- **Materials provided**:

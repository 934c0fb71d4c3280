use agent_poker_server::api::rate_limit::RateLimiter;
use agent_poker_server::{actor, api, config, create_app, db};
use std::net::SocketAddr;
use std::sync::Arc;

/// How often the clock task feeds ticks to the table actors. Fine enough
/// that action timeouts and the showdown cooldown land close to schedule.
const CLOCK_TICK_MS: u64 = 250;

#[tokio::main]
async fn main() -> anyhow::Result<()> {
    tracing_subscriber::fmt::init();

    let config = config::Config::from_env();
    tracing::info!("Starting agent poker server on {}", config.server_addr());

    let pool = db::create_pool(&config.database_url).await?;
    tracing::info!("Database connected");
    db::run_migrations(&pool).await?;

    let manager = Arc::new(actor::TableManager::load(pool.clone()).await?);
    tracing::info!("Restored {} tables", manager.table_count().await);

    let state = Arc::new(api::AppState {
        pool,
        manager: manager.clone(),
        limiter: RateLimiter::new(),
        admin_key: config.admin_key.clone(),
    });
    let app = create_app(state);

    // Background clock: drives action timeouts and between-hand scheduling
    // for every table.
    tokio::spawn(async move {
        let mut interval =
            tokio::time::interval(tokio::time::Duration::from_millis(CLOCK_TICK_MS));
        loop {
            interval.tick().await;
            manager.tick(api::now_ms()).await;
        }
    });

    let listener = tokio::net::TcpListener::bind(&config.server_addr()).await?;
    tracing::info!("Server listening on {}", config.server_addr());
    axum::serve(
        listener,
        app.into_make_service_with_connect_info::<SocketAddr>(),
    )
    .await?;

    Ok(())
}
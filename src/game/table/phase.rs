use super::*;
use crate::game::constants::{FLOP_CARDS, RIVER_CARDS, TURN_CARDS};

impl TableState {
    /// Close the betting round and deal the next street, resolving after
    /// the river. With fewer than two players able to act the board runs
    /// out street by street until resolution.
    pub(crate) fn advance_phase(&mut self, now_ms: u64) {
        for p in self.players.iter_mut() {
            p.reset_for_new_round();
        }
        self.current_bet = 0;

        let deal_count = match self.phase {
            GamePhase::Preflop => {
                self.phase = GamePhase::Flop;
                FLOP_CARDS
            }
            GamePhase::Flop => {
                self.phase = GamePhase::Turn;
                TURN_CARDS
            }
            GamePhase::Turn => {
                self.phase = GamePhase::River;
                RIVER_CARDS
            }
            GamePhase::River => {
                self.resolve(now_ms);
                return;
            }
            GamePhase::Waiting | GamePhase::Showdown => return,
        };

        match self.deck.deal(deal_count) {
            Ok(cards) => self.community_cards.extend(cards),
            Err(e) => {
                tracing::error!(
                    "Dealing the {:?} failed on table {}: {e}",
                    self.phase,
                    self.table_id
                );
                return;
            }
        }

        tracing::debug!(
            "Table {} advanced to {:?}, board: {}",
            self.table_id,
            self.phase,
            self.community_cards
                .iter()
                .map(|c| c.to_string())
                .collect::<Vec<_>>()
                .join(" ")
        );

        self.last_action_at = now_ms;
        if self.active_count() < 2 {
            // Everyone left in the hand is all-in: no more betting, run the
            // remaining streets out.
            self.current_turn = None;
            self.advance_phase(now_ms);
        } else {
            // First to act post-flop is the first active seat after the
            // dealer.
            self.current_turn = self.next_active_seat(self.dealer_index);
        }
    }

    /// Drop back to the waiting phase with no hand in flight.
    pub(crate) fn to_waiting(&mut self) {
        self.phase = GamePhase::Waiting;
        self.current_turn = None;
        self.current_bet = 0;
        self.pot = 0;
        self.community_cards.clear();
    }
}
...
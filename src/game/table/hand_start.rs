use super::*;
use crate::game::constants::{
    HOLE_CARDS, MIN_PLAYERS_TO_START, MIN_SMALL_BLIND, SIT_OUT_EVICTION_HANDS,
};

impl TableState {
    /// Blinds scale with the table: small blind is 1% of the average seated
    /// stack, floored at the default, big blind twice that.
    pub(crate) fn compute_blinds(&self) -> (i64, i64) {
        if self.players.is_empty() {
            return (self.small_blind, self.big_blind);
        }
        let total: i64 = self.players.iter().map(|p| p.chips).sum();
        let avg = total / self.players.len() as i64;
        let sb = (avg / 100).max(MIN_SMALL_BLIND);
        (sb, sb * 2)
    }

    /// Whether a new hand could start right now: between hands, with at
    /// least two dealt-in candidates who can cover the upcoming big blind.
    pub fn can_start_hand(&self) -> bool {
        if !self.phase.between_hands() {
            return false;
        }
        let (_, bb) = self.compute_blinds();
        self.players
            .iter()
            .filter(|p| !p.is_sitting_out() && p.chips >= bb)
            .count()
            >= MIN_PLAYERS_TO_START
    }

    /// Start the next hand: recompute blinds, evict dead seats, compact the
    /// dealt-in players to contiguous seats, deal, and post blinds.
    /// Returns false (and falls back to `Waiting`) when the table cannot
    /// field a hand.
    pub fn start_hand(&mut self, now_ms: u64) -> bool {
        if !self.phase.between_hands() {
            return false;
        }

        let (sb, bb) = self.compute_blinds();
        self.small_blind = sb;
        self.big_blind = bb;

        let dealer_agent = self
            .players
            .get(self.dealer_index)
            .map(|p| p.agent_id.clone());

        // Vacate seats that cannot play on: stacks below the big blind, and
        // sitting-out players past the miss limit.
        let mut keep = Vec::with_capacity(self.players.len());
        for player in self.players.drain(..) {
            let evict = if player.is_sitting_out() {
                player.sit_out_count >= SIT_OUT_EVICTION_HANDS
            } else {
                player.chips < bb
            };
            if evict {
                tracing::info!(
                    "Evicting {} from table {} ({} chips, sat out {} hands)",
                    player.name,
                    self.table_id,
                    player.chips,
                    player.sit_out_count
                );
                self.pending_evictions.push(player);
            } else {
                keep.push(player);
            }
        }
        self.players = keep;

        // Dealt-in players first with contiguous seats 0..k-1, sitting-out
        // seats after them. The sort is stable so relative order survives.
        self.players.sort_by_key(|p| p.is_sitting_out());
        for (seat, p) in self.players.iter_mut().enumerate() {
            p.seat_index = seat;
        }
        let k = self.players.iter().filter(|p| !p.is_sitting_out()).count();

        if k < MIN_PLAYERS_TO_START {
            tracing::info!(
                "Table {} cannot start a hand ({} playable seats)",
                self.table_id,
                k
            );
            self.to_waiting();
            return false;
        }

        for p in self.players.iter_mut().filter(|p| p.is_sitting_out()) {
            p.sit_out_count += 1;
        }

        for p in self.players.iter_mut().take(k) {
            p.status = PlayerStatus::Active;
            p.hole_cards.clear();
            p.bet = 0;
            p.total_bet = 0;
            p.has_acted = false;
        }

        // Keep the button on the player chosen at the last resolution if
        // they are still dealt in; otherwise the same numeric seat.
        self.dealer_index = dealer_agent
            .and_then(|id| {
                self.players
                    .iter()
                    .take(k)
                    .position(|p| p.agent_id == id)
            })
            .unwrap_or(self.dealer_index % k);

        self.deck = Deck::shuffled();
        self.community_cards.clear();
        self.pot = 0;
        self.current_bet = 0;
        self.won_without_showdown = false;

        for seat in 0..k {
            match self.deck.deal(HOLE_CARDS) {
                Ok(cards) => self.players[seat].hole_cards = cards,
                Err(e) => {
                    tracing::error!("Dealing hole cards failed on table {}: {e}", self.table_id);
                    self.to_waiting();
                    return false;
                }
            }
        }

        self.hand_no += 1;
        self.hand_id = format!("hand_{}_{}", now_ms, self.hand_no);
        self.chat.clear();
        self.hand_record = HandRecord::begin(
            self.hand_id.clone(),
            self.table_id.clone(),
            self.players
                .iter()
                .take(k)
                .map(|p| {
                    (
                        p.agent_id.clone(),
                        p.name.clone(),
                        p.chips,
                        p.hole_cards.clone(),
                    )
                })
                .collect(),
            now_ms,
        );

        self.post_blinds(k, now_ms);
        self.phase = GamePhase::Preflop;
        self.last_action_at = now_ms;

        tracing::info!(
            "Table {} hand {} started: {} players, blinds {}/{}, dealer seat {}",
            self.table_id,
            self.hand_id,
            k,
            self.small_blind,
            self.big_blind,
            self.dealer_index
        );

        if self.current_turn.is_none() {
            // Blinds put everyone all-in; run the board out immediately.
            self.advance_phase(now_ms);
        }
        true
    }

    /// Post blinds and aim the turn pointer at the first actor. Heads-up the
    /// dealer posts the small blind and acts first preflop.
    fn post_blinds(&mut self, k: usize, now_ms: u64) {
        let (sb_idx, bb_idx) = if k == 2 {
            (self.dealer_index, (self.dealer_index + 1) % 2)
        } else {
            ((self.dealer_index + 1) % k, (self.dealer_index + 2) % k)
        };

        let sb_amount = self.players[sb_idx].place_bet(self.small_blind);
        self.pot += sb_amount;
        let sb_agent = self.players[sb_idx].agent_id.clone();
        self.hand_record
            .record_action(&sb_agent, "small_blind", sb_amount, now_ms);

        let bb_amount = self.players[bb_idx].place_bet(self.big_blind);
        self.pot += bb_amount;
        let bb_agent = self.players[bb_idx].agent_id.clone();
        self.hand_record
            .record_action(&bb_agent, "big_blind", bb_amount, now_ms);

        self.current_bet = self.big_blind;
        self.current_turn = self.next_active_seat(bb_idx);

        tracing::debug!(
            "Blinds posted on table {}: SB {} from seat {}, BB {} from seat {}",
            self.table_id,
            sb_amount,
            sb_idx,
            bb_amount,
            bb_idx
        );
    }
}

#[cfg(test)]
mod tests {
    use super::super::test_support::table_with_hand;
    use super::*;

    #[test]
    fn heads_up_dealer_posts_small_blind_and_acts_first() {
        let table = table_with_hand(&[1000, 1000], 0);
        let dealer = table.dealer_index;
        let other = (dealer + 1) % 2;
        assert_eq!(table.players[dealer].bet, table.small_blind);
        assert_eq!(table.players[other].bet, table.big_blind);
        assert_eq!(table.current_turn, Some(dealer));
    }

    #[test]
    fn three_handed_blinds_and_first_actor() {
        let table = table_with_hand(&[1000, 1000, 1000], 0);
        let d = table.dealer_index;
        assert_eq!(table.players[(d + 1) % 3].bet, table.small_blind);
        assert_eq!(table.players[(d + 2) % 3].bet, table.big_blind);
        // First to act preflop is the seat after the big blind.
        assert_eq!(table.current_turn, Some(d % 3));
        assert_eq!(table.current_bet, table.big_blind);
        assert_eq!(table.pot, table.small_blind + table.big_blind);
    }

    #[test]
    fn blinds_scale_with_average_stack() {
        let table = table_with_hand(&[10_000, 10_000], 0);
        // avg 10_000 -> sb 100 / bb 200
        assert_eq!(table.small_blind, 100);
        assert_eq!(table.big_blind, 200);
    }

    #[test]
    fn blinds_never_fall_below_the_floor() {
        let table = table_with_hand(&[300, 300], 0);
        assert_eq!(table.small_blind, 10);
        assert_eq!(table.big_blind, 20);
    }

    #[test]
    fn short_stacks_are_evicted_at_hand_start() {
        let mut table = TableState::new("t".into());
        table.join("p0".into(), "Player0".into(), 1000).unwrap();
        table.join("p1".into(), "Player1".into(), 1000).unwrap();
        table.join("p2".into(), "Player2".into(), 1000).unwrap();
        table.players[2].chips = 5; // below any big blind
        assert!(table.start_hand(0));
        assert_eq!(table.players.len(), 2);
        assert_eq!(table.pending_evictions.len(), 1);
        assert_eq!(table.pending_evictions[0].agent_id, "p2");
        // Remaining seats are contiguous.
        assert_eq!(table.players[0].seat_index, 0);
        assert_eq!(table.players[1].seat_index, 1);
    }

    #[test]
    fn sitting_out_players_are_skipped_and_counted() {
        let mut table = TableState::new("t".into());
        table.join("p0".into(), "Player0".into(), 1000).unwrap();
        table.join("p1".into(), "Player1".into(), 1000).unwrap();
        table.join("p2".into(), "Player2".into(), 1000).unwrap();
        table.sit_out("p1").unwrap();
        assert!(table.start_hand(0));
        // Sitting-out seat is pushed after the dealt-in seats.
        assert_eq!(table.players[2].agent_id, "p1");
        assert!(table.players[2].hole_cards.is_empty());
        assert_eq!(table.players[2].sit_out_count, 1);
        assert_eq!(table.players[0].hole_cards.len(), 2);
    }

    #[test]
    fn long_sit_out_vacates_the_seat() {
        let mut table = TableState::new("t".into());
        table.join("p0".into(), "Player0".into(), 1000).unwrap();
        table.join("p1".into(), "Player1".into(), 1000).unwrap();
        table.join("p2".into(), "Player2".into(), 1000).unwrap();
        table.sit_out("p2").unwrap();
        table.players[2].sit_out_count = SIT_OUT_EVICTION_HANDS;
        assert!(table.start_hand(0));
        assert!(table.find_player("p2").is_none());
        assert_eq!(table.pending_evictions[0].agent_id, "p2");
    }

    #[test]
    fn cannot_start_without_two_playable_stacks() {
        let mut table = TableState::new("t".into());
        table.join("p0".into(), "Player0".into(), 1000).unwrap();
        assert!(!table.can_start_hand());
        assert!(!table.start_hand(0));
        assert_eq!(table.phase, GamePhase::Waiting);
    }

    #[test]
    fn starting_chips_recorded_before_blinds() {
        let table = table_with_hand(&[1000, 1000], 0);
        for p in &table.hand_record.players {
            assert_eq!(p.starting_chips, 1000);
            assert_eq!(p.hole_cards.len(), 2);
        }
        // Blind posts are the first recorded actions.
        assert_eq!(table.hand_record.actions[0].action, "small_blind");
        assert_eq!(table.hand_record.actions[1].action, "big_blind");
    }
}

- **Action item**: Within the listing above, locate the line containing "repository 934c0fb71d4c3280" and the line containing "let config = config::Config::from_env();". Reproduce those two lines and all lines between them exactly, with nothing added.

- **Exercise output**:
repository 934c0fb71d4c3280
use agent_poker_server::api::rate_limit::RateLimiter;
use agent_poker_server::{actor, api, config, create_app, db};
use std::net::SocketAddr;
use std::sync::Arc;

/// How often the clock task feeds ticks to the table actors. Fine enough
/// that action timeouts and the showdown cooldown land close to schedule.
const CLOCK_TICK_MS: u64 = 250;

#[tokio::main]
async fn main() -> anyhow::Result<()> {
    tracing_subscriber::fmt::init();

    let config = config::Config::from_env();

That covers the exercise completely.